In 1992, the philosopher Marc Sautet persuaded the proprietors of Café des Phares in Place de la Bastille to host a philosophy discussion every Sunday morning. The success was immediate; 100 people come every Sunday to debate the topic of the day but also to listen to visiting philosophers. The concept spread across Paris, France, Europe. There are now hundreds of “philo-cafes” around the world.

Not far from Le Basile, Le Rouquet, standing at the corner of rue des Saints-Pères and boulevard Saint Germain, looks as if it hasn’t changed since the 50s. And it hasn’t. The formica tables, worn-out red leatherette booths, black and white floor, and grumpy waiters haven’t noticed the passage of time. Only the handwriting on the menu looks contemporary. Tourists looking for Simone de Beauvoir and Jean-Paul Sartre’s ghosts often go to Café des Deux Magots further down the road, not realising that by the 1960s the couple had stopped going to this icon of Saint Germain-des-Près. “In 1968, the Café des Deux Magots was already a tourist trap for Americans,” says Capdevielle, who has lived in the Latin Quarter for 45 years. “Simone de Beauvoir came here instead, to Le Rouquet, to write in the morning and give appointments.” She would also buy books at La Hune, an independent bookshop that has been open from 10am to midnight every day since 1949, and which refuses to stock publications from the big-name publishing houses.

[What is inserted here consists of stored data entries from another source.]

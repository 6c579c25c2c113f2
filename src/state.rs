//! Shared application state.
//!
//! DESIGN
//! ======
//! `AppState` is injected into Axum handlers via the `State` extractor. It
//! holds the CMS backend and the per-site settings renderers need. Nothing
//! is cached between requests; every render re-fetches from the CMS.

use std::sync::Arc;

use crate::cms::CmsBackend;
use crate::config::SiteConfig;
use crate::render::RenderContext;

/// Clone is required by Axum; inner fields are Arc-wrapped or cheap to clone.
#[derive(Clone)]
pub struct AppState {
    pub cms: Arc<dyn CmsBackend>,
    pub media_base: String,
    pub site_name: String,
}

impl AppState {
    #[must_use]
    pub fn new(cms: Arc<dyn CmsBackend>, config: &SiteConfig) -> Self {
        Self { cms, media_base: config.cms_base_url.clone(), site_name: config.site_name.clone() }
    }

    /// Render inputs for the current request.
    #[must_use]
    pub fn render_context(&self) -> RenderContext {
        RenderContext {
            media_base: self.media_base.clone(),
            site_name: self.site_name.clone(),
            year: time::OffsetDateTime::now_utc().year(),
        }
    }
}
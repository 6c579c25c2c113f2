//! Page handlers.

use axum::Form;
use axum::extract::State;
use axum::http::StatusCode;
use axum::response::{Html, Redirect};

use crate::cms::{self, types::HomePage};
use crate::render::{self, RenderContext, blocks, chrome, contact, sections};
use crate::services::contact::{self as contact_svc, ContactForm, ContactState};
use crate::state::AppState;

type Page = (StatusCode, Html<String>);

/// Status for a page whose main content failed to load. The body still
/// renders with chrome and a generic notice.
const LOAD_FAILED_STATUS: StatusCode = StatusCode::BAD_GATEWAY;

/// `GET /`: navbar, dynamic block zone, contact form, footer.
pub async fn landing(State(state): State<AppState>) -> Page {
    render_landing(&state, &ContactForm::default(), &ContactState::Idle).await
}

/// `POST /contact`: submit the form and re-render the landing page with
/// the outcome shown in the contact section.
///
/// Always `200`: the outcome lives in the contact section, and a failed
/// block-zone load must not read as a failed submission.
pub async fn submit_contact(State(state): State<AppState>, Form(form): Form<ContactForm>) -> Page {
    let outcome = contact_svc::submit(state.cms.as_ref(), &form).await;
    let (_, page) = render_landing(&state, &form, &outcome).await;
    (StatusCode::OK, page)
}

/// `GET /contact`: the form lives on the landing page.
pub async fn contact_redirect() -> Redirect {
    Redirect::to("/#contact")
}

/// `GET /hero`: classic hero page from `/api/home`.
pub async fn hero(State(state): State<AppState>) -> Page {
    let backend = state.cms.as_ref();
    let (home, navbar, footer) = tokio::join!(cms::load_home(backend), cms::load_navbar(backend), cms::load_footer(backend));
    let ctx = state.render_context();

    let (status, main) = match home {
        Some(home) => {
            let mut main = String::new();
            if let Some(hero) = &home.hero {
                main.push_str(&sections::hero_banner(&ctx, hero));
            }
            if let Some(header) = &home.header {
                main.push_str(&sections::header(header));
            }
            if let Some(features) = &home.features {
                main.push_str(&sections::features(&ctx, features));
            }
            (StatusCode::OK, main)
        }
        None => (LOAD_FAILED_STATUS, render::load_failed()),
    };

    let body = frame(&ctx, navbar.as_ref(), main, footer.as_ref());
    (status, Html(render::document(&ctx, None, None, &body)))
}

async fn render_landing(state: &AppState, form: &ContactForm, contact_state: &ContactState) -> Page {
    let backend = state.cms.as_ref();
    let (page, navbar, footer) =
        tokio::join!(cms::load_home_page(backend), cms::load_navbar(backend), cms::load_footer(backend));
    let ctx = state.render_context();

    let (status, main, title, description) = match &page {
        Some(page) => (
            StatusCode::OK,
            landing_main(&ctx, page),
            page.title.as_deref(),
            page.description.as_deref(),
        ),
        None => (LOAD_FAILED_STATUS, render::load_failed(), None, None),
    };
    let main = format!("{main}{}", contact::contact_section(form, contact_state));

    let body = frame(&ctx, navbar.as_ref(), main, footer.as_ref());
    (status, Html(render::document(&ctx, title, description, &body)))
}

fn landing_main(ctx: &RenderContext, page: &HomePage) -> String {
    let rendered = blocks::render_blocks(ctx, &page.blocks);
    if !rendered.skipped.is_empty() {
        tracing::warn!(
            rendered = rendered.fragments.len(),
            skipped = rendered.skipped.len(),
            "landing page dropped blocks"
        );
    }
    rendered.html()
}

fn frame(
    ctx: &RenderContext,
    navbar: Option<&cms::types::Navbar>,
    main: String,
    footer: Option<&cms::types::Footer>,
) -> Vec<String> {
    vec![
        navbar.map(|n| chrome::navbar(ctx, n)).unwrap_or_default(),
        format!("<main>{main}</main>"),
        footer.map(|f| chrome::footer(ctx, f)).unwrap_or_default(),
    ]
}

#[cfg(test)]
#[path = "pages_test.rs"]
mod tests;
mod cms;
mod config;
mod media;
mod render;
mod routes;
mod services;
mod state;

use std::process::ExitCode;
use std::sync::Arc;

#[tokio::main]
async fn main() -> ExitCode {
    let _ = dotenvy::dotenv();
    tracing_subscriber::fmt::init();

    let config = match config::SiteConfig::from_env() {
        Ok(config) => config,
        Err(e) => {
            tracing::error!(error = %e, "invalid configuration");
            return ExitCode::FAILURE;
        }
    };

    let client = match cms::CmsClient::new(&config.cms_base_url, config.timeouts) {
        Ok(client) => client,
        Err(e) => {
            tracing::error!(code = e.error_code(), error = %e, "CMS client init failed");
            return ExitCode::FAILURE;
        }
    };
    tracing::info!(cms = client.base_url(), "CMS client initialized");

    let state = state::AppState::new(Arc::new(client), &config);
    let app = routes::app(state);

    let port = config.port;
    let listener = match tokio::net::TcpListener::bind(format!("0.0.0.0:{port}")).await {
        Ok(listener) => listener,
        Err(e) => {
            tracing::error!(%port, error = %e, "failed to bind");
            return ExitCode::FAILURE;
        }
    };

    tracing::info!(%port, site = %config.site_name, "landing site listening");
    if let Err(e) = axum::serve(listener, app).await {
        tracing::error!(error = %e, "server failed");
        return ExitCode::FAILURE;
    }
    ExitCode::SUCCESS
}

Debating in cafes is such an institution in Paris that celebrated radio programmes such as France Culture’s Travaux Publics, hosted by the legendary Jean Lebrun (Andrew Marr meets Melvyn Bragg), are broadcast from one of them. Travaux Publics is broadcast three evenings a week from Café El Sur on boulevard Saint Germain. Entry is free and, while sipping a café crème or a mate (the owner of the cafe is part Argentinian), M. Lebrun may ask your opinion, live: “Hey you, what do you think of France’s rekindling with Nato?”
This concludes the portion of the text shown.